Tigers Tübingen is a basketball team from Tübingen, a college town in central Baden-Württemberg, Germany, playing in the ProA, the country's second tier league.

Founded as SV 03 Tübingen, is affiliated with the multi-sports club SV 03 Tübingen, which was founded in 1903. In 1952, its basketball section was founded. In 2003, the name Walter Tigers Tübingen was chosen for the basketball team after the local Tübingen company Walter AG, a tool manufacturer, became the team's sponsor. The company ended their sponsorship in 2018.

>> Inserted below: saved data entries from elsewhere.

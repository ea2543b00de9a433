//! Configuration module for the gateway.
//!
//! This module provides the configuration structure and related types for
//! controlling which clients are allowed through the gateway.

use std::{collections::HashSet, net::IpAddr, str::FromStr};

use ipnetwork::IpNetwork;

use crate::{HttpIpGatewayError, HttpIpGatewayResult};

/// Allowlist applied when none is configured.
pub const DEFAULT_ALLOWED_IPS: &str = "127.0.0.1";

/// Main configuration structure for the gateway.
#[derive(Debug, Clone)]
pub struct Configuration {
    /// Clients permitted to talk to the gateway
    pub allowed_ips: AllowedIps,
}

impl Configuration {
    /// Creates a new `Configuration` by parsing and validating the provided string input.
    ///
    /// The allowlist is a comma-separated string of IP addresses and CIDR
    /// ranges. Every entry must parse; an entry that is neither a valid IP
    /// address nor a valid CIDR range is rejected here so that a bad
    /// allowlist fails at startup rather than at request time.
    pub fn try_new(allowed_ips: &str) -> HttpIpGatewayResult<Self> {
        let allowed_ips = AllowedIps::from_str(allowed_ips)?;

        Ok(Configuration { allowed_ips })
    }

    /// Check if the client address is on the allowlist
    pub fn is_ip_allowed(&self, ip: IpAddr) -> bool {
        self.allowed_ips.contains(ip)
    }
}

/// Collection of addresses and networks that are permitted to connect to the gateway
#[derive(Debug, Clone, Default)]
pub struct AllowedIps {
    addrs: HashSet<IpAddr>,
    networks: Vec<IpNetwork>,
}

impl AllowedIps {
    /// Check whether `ip` matches an exact entry or falls inside a listed network
    pub fn contains(&self, ip: IpAddr) -> bool {
        self.addrs.contains(&ip) || self.networks.iter().any(|network| network.contains(ip))
    }

    /// Number of entries in the allowlist
    pub fn len(&self) -> usize {
        self.addrs.len() + self.networks.len()
    }

    /// Whether the allowlist has no entries. An empty allowlist admits nobody.
    pub fn is_empty(&self) -> bool {
        self.addrs.is_empty() && self.networks.is_empty()
    }
}

impl FromStr for AllowedIps {
    type Err = HttpIpGatewayError;

    /// Expected format:
    /// - A comma separated string of IP addresses and CIDR ranges,
    ///   e.g. "127.0.0.1,10.0.0.0/24,2001:db8::/32"
    fn from_str(s: &str) -> Result<Self, Self::Err> {
        let mut addrs = HashSet::new();
        let mut networks = Vec::new();

        for entry in s.trim().split(',') {
            let entry = entry.trim();
            if entry.is_empty() {
                continue;
            }

            if entry.contains('/') {
                let network = IpNetwork::from_str(entry).map_err(|e| {
                    HttpIpGatewayError::ConfigurationError(format!(
                        "Failed to parse CIDR range from value {}: {}",
                        entry, e
                    ))
                })?;
                networks.push(network);
            } else {
                let addr = IpAddr::from_str(entry).map_err(|e| {
                    HttpIpGatewayError::ConfigurationError(format!(
                        "Failed to parse IP address from value {}: {}",
                        entry, e
                    ))
                })?;
                addrs.insert(addr);
            }
        }

        Ok(Self { addrs, networks })
    }
}
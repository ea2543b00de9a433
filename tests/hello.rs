use http_ip_gateway::test::test_tracing::initialize_testing_tracing_subscriber;
use reqwest::StatusCode;
use setup::TestApp;

mod setup;

#[tokio::test(flavor = "multi_thread")]
async fn hello_works() {
    initialize_testing_tracing_subscriber();

    let app = TestApp::spawn().await;

    let response = app
        .client
        .get(format!("http://{}/", app.address))
        .send()
        .await
        .expect("Failed to execute request");

    assert_eq!(response.status(), StatusCode::OK);

    let body = response.text().await.expect("Failed to read response body");
    assert_eq!(body, "Hello world");
}

#[tokio::test(flavor = "multi_thread")]
async fn unknown_path_is_not_found() {
    initialize_testing_tracing_subscriber();

    let app = TestApp::spawn().await;

    let response = app
        .client
        .get(format!("http://{}/missing", app.address))
        .send()
        .await
        .expect("Failed to execute request");

    assert_eq!(response.status(), StatusCode::NOT_FOUND);
}

#[tokio::test(flavor = "multi_thread")]
async fn post_to_root_is_method_not_allowed() {
    initialize_testing_tracing_subscriber();

    let app = TestApp::spawn().await;

    let response = app
        .client
        .post(format!("http://{}/", app.address))
        .send()
        .await
        .expect("Failed to execute request");

    assert_eq!(response.status(), StatusCode::METHOD_NOT_ALLOWED);
}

Tigers Tübingen play their home games at the Paul Horn-Arena, which has a capacity of 3,132 people.

History
In 1992/93, SV 03 Tübingen became members of the Basketball Bundesliga for the first time, but didn't manage to escape relegation; a second one-season stint followed in 2001/02. After being promoted to the Basketball Bundesliga again in 2004 the name was changed to Walter Tigers Tübingen. In 14 consecutive seasons in the top flight they never succeeded in reaching the play-offs and were finally relegated to the ProA after finishing last in the 2017/18 season. In their first ProA season 2018/2019 the name was changed to Tigers Tübingen and they missed the playoffs by one spot finishing in the 9th place. The 2019/20 season will be their second season in the ProA.

Players

Current roster

Head coaches

Season by season

External links
Official website

Basketball teams in Germany
Basketball clubs in Baden-Württemberg
Tübingen
Basketball teams established in 1952
1952 establishments in West Germany
Sport in Tübingen (region)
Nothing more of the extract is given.